The deadlock on vote redistribution hampered efforts to increase funding levels, which countries in all fields accept it is necessary to increase.
‘Big hole’ in how to deal with debt
Still, as Guzmán said, “even if there are no changes in governance, there could be changes in policy.”
Emerging nations need huge amounts of money to invest in public health, education, transportation and climate resilience. But they face high borrowing costs due to frequent market fluctuations. exaggerated perception of the risk they represent as borrowers.
And because they are typically forced to borrow in dollars or euros, their payments skyrocket if the Federal Reserve and other central banks raise interest rates to combat inflation, as they did in the 1980s and after the pandemic.
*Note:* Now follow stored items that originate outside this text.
use chrono::{DateTime, Utc};
use rust_decimal::Decimal;
use serde::{Deserialize, Serialize};

use bramble_core::money::percent_of;
use bramble_core::{Aggregate, AggregateId, AggregateRoot, DomainError, UserId};
use bramble_events::Event;
use bramble_orders::OrderId;

use crate::program::AffiliateCode;

/// Affiliate account identifier.
#[derive(Debug, Copy, Clone, PartialEq, Eq, Hash, Serialize, Deserialize)]
#[serde(transparent)]
pub struct AffiliateId(pub AggregateId);

impl AffiliateId {
    pub fn new(id: AggregateId) -> Self {
        Self(id)
    }
}

impl core::fmt::Display for AffiliateId {
    fn fmt(&self, f: &mut core::fmt::Formatter<'_>) -> core::fmt::Result {
        core::fmt::Display::fmt(&self.0, f)
    }
}

/// Commission entry identifier.
#[derive(Debug, Copy, Clone, PartialEq, Eq, Hash, Serialize, Deserialize)]
#[serde(transparent)]
pub struct CommissionId(pub AggregateId);

impl CommissionId {
    pub fn new(id: AggregateId) -> Self {
        Self(id)
    }
}

impl core::fmt::Display for CommissionId {
    fn fmt(&self, f: &mut core::fmt::Formatter<'_>) -> core::fmt::Result {
        core::fmt::Display::fmt(&self.0, f)
    }
}

/// Withdrawal entry identifier.
#[derive(Debug, Copy, Clone, PartialEq, Eq, Hash, Serialize, Deserialize)]
#[serde(transparent)]
pub struct WithdrawalId(pub AggregateId);

impl WithdrawalId {
    pub fn new(id: AggregateId) -> Self {
        Self(id)
    }
}

impl core::fmt::Display for WithdrawalId {
    fn fmt(&self, f: &mut core::fmt::Formatter<'_>) -> core::fmt::Result {
        core::fmt::Display::fmt(&self.0, f)
    }
}

/// Membership lifecycle. Suspension is reversible; rejection is not.
#[derive(Debug, Clone, Copy, PartialEq, Eq, Serialize, Deserialize)]
#[serde(rename_all = "lowercase")]
pub enum AffiliateStatus {
    Pending,
    Active,
    Suspended,
    Rejected,
}

/// Lifecycle of one referred order's commission.
#[derive(Debug, Clone, Copy, PartialEq, Eq, Serialize, Deserialize)]
#[serde(rename_all = "lowercase")]
pub enum CommissionStatus {
    Pending,
    Confirmed,
    Completed,
    Cancelled,
}

/// Lifecycle of one withdrawal request.
#[derive(Debug, Clone, Copy, PartialEq, Eq, Serialize, Deserialize)]
#[serde(rename_all = "lowercase")]
pub enum WithdrawalStatus {
    Pending,
    Approved,
    Processing,
    Paid,
    Rejected,
}

impl WithdrawalStatus {
    /// Requested-but-unsettled states hold funds against the balance.
    pub fn holds_funds(self) -> bool {
        matches!(
            self,
            WithdrawalStatus::Pending | WithdrawalStatus::Approved | WithdrawalStatus::Processing
        )
    }
}

/// How a withdrawal pays out.
#[derive(Debug, Clone, Copy, PartialEq, Eq, Serialize, Deserialize)]
#[serde(rename_all = "snake_case")]
pub enum PayoutMethod {
    BankTransfer,
    Upi,
    Paypal,
}

/// Kind of a balance-affecting ledger entry.
#[derive(Debug, Clone, Copy, PartialEq, Eq, Serialize, Deserialize)]
#[serde(rename_all = "lowercase")]
pub enum LedgerEntryKind {
    Earning,
    Withdrawal,
    Bonus,
    Deduction,
}

/// Append-only ledger row: one balance-affecting event with the balance it
/// left behind. Never mutated or deleted; the audit trail stands on its own
/// next to the mutable running totals.
#[derive(Debug, Clone, PartialEq, Eq, Serialize, Deserialize)]
pub struct LedgerEntry {
    pub kind: LedgerEntryKind,
    pub amount: Decimal,
    pub description: String,
    pub balance_after: Decimal,
    pub related_commission: Option<CommissionId>,
    pub related_withdrawal: Option<WithdrawalId>,
    pub occurred_at: DateTime<Utc>,
}

/// One referred order and its commission.
///
/// The rate is captured when the entry is created; program changes never
/// rewrite it.
#[derive(Debug, Clone, PartialEq, Eq, Serialize, Deserialize)]
pub struct CommissionEntry {
    pub id: CommissionId,
    pub order_id: OrderId,
    pub order_amount: Decimal,
    pub commission_rate_percent: Decimal,
    pub commission_amount: Decimal,
    pub status: CommissionStatus,
    pub created_at: DateTime<Utc>,
    pub confirmed_at: Option<DateTime<Utc>>,
    pub completed_at: Option<DateTime<Utc>>,
}

/// One withdrawal request.
#[derive(Debug, Clone, PartialEq, Eq, Serialize, Deserialize)]
pub struct WithdrawalEntry {
    pub id: WithdrawalId,
    pub amount: Decimal,
    pub method: PayoutMethod,
    pub status: WithdrawalStatus,
    pub requested_at: DateTime<Utc>,
    pub approved_at: Option<DateTime<Utc>>,
    pub paid_at: Option<DateTime<Utc>>,
}

/// Aggregate root: one affiliate's account.
///
/// Holds the membership status, running totals, commission and withdrawal
/// entries, and the append-only ledger. Everything that touches the balance
/// goes through this aggregate, which is what serializes concurrent
/// commission and withdrawal activity per affiliate.
#[derive(Debug, Clone, PartialEq, Eq)]
pub struct AffiliateAccount {
    id: AffiliateId,
    user_id: Option<UserId>,
    code: Option<AffiliateCode>,
    status: AffiliateStatus,
    total_earnings: Decimal,
    total_withdrawn: Decimal,
    total_referrals: u32,
    commissions: Vec<CommissionEntry>,
    withdrawals: Vec<WithdrawalEntry>,
    ledger: Vec<LedgerEntry>,
    joined_at: Option<DateTime<Utc>>,
    approved_at: Option<DateTime<Utc>>,
    version: u64,
    created: bool,
}

impl AffiliateAccount {
    /// Create an empty, not-yet-created aggregate instance for rehydration.
    pub fn empty(id: AffiliateId) -> Self {
        Self {
            id,
            user_id: None,
            code: None,
            status: AffiliateStatus::Pending,
            total_earnings: Decimal::ZERO,
            total_withdrawn: Decimal::ZERO,
            total_referrals: 0,
            commissions: Vec::new(),
            withdrawals: Vec::new(),
            ledger: Vec::new(),
            joined_at: None,
            approved_at: None,
            version: 0,
            created: false,
        }
    }

    pub fn id_typed(&self) -> AffiliateId {
        self.id
    }

    pub fn user_id(&self) -> Option<UserId> {
        self.user_id
    }

    pub fn code(&self) -> Option<&AffiliateCode> {
        self.code.as_ref()
    }

    pub fn status(&self) -> AffiliateStatus {
        self.status
    }

    pub fn is_active(&self) -> bool {
        self.status == AffiliateStatus::Active
    }

    pub fn total_earnings(&self) -> Decimal {
        self.total_earnings
    }

    pub fn total_withdrawn(&self) -> Decimal {
        self.total_withdrawn
    }

    pub fn total_referrals(&self) -> u32 {
        self.total_referrals
    }

    pub fn commissions(&self) -> &[CommissionEntry] {
        &self.commissions
    }

    pub fn withdrawals(&self) -> &[WithdrawalEntry] {
        &self.withdrawals
    }

    pub fn ledger(&self) -> &[LedgerEntry] {
        &self.ledger
    }

    pub fn joined_at(&self) -> Option<DateTime<Utc>> {
        self.joined_at
    }

    pub fn approved_at(&self) -> Option<DateTime<Utc>> {
        self.approved_at
    }

    /// Money earned and not yet paid out.
    pub fn available_balance(&self) -> Decimal {
        self.total_earnings - self.total_withdrawn
    }

    /// Sum of withdrawal requests that are not yet settled.
    pub fn outstanding_withdrawals(&self) -> Decimal {
        self.withdrawals
            .iter()
            .filter(|w| w.status.holds_funds())
            .map(|w| w.amount)
            .sum()
    }

    /// What a new withdrawal request may draw on: the available balance
    /// minus funds already held by open requests.
    pub fn withdrawable_balance(&self) -> Decimal {
        self.available_balance() - self.outstanding_withdrawals()
    }

    /// Commission accrued but not yet completed.
    pub fn pending_commission(&self) -> Decimal {
        self.commissions
            .iter()
            .filter(|c| c.status == CommissionStatus::Pending)
            .map(|c| c.commission_amount)
            .sum()
    }

    fn commission(&self, id: CommissionId) -> Result<&CommissionEntry, DomainError> {
        self.commissions
            .iter()
            .find(|c| c.id == id)
            .ok_or(DomainError::NotFound)
    }

    fn withdrawal(&self, id: WithdrawalId) -> Result<&WithdrawalEntry, DomainError> {
        self.withdrawals
            .iter()
            .find(|w| w.id == id)
            .ok_or(DomainError::NotFound)
    }
}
Covid.
The proliferation of private lenders and the variety of loan agreements have made debt negotiations incredibly complex, but there is no international legal arbiter.
Zambia defaulted on its foreign debt three years ago and there are still whitout deal because the IMF, China and bondholders are at odds.
There is a “big hole” in international governance when it comes to sovereign debt, said Paola Subacchi, an economist at the Global Policy Institute at Queen Mary University of London, because the rules don’t apply to private loans, whether of a hedge fund. or the central bank of China. Often these creditors have an interest in prolonging the process to wait for a better deal.
Guzmán and other economists have called for an international legal arbitrator to resolve disputes related to sovereign debt.
“Every country has adopted a bankruptcy law,” said Joseph Stiglitz, former chief economist at the World Bank, “but internationally we don’t have one.”
However, the United States has reiterated opposite the idea, saying it is unnecessary.
Bailouts have also proven problematic. IMF last resort loans may end aggravating a country’s budget problems and undermining the economic recovery because interest rates are very high now and borrowers must also pay high fees.
Those, like Guzmán and Mottley, pushing for change argue that indebted countries need significantly more subsidies and low-interest loans with long repayment terms, along with a host of other reforms.
“The challenges are different today,” Guzmán said. “Policies must be better aligned with the mission.”